# WHAT IS EXPECTED
Give the number of lines in the records below that hold "quick"; nothing else is needed.

# SOURCE DATA
*** Block opens ***

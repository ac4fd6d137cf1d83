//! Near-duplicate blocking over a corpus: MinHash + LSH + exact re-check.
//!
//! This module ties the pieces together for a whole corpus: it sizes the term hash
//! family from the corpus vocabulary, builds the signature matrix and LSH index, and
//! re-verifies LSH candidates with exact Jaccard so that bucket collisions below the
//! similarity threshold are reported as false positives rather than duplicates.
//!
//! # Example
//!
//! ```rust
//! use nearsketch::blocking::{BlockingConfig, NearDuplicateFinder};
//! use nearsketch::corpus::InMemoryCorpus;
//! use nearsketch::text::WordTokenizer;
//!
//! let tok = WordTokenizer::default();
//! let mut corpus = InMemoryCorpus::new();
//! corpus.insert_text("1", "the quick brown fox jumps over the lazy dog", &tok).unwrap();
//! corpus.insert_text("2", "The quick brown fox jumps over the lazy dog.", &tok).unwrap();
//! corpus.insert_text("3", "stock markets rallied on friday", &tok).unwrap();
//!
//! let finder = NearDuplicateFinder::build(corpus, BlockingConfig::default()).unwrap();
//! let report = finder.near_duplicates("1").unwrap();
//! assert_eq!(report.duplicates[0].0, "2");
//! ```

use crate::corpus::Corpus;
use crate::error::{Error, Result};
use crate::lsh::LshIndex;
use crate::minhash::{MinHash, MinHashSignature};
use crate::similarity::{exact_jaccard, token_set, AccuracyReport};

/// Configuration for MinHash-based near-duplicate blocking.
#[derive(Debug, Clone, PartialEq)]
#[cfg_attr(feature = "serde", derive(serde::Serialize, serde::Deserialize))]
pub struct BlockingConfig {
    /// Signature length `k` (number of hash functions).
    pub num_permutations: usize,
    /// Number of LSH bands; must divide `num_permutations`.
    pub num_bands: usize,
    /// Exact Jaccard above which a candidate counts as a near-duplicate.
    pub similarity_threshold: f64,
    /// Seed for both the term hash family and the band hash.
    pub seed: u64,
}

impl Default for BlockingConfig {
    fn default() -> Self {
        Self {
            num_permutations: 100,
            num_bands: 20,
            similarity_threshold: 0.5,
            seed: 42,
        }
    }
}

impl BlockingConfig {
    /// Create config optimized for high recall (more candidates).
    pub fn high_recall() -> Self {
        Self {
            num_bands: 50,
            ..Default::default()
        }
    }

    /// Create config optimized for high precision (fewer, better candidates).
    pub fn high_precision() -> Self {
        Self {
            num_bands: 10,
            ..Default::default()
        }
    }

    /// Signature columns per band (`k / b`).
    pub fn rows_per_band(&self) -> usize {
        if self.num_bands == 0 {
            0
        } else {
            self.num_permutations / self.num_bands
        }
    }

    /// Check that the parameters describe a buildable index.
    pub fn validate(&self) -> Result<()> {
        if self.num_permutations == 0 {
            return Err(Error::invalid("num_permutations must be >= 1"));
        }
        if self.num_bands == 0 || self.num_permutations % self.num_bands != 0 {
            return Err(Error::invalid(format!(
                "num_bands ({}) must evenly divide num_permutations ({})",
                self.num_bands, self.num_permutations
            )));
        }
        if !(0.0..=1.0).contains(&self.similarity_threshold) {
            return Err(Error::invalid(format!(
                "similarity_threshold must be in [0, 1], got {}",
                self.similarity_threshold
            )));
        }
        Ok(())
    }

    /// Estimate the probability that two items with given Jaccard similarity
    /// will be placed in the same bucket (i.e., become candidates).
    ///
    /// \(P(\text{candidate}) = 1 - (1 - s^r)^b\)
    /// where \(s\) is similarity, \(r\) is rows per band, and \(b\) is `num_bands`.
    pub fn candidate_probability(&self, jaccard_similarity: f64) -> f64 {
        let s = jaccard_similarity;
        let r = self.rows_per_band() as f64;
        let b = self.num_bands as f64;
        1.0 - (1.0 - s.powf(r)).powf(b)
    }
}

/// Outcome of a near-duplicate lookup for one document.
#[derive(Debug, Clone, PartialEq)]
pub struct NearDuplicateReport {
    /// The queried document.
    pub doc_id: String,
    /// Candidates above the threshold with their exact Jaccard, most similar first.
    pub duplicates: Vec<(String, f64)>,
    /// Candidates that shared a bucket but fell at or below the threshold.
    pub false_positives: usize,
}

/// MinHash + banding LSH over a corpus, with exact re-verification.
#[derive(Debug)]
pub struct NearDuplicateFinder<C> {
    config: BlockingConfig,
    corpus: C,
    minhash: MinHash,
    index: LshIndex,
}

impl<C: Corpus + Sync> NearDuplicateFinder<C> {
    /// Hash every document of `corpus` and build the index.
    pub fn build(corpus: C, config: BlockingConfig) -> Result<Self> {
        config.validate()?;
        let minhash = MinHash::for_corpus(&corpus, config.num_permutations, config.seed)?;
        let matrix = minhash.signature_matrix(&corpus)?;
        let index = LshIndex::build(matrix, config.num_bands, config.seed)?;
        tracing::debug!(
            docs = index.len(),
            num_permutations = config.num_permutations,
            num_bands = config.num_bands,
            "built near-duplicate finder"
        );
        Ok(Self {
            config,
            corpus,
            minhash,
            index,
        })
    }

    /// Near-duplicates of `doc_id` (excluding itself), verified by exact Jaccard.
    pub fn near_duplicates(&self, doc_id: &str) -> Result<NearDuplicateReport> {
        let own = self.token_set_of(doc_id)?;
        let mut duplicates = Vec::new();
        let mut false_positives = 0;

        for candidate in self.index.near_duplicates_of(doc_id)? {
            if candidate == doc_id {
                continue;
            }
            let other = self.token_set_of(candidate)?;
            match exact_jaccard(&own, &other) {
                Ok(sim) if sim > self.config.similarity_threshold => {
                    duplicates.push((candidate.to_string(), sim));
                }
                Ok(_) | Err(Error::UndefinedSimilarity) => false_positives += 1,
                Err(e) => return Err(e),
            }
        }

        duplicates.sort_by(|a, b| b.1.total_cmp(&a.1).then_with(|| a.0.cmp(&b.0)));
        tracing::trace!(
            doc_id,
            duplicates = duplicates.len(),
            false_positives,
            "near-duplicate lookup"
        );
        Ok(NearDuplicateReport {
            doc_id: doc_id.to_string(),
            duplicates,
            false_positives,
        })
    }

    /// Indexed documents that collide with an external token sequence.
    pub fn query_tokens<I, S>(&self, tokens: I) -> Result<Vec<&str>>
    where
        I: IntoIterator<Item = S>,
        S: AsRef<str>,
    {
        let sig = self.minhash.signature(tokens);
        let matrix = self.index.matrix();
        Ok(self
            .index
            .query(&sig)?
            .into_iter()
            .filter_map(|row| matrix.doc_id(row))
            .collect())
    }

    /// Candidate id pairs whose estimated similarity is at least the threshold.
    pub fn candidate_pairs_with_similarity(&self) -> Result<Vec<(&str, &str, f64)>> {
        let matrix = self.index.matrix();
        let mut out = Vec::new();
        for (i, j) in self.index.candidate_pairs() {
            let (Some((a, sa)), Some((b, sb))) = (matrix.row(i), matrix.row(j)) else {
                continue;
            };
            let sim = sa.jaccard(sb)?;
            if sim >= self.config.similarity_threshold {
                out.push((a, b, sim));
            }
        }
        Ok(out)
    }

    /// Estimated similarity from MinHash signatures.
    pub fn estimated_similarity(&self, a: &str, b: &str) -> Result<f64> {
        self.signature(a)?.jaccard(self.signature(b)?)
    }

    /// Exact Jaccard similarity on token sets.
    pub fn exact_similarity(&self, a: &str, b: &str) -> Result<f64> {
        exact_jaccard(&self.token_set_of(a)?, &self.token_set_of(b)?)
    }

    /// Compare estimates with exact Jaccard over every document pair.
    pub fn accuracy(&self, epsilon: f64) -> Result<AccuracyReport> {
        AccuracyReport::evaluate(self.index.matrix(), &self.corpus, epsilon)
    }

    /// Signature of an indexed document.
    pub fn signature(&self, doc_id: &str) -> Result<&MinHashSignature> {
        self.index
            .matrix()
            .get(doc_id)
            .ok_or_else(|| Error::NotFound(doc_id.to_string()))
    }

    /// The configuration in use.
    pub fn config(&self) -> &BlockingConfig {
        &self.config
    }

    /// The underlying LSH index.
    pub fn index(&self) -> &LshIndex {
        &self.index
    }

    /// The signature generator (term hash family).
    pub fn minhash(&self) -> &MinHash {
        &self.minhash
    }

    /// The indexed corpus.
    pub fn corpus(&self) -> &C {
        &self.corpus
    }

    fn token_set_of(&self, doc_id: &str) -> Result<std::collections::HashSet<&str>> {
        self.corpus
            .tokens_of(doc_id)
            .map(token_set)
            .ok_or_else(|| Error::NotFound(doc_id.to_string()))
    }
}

*** Block closes ***

# SOLUTION FOR THIS EXERCISE
2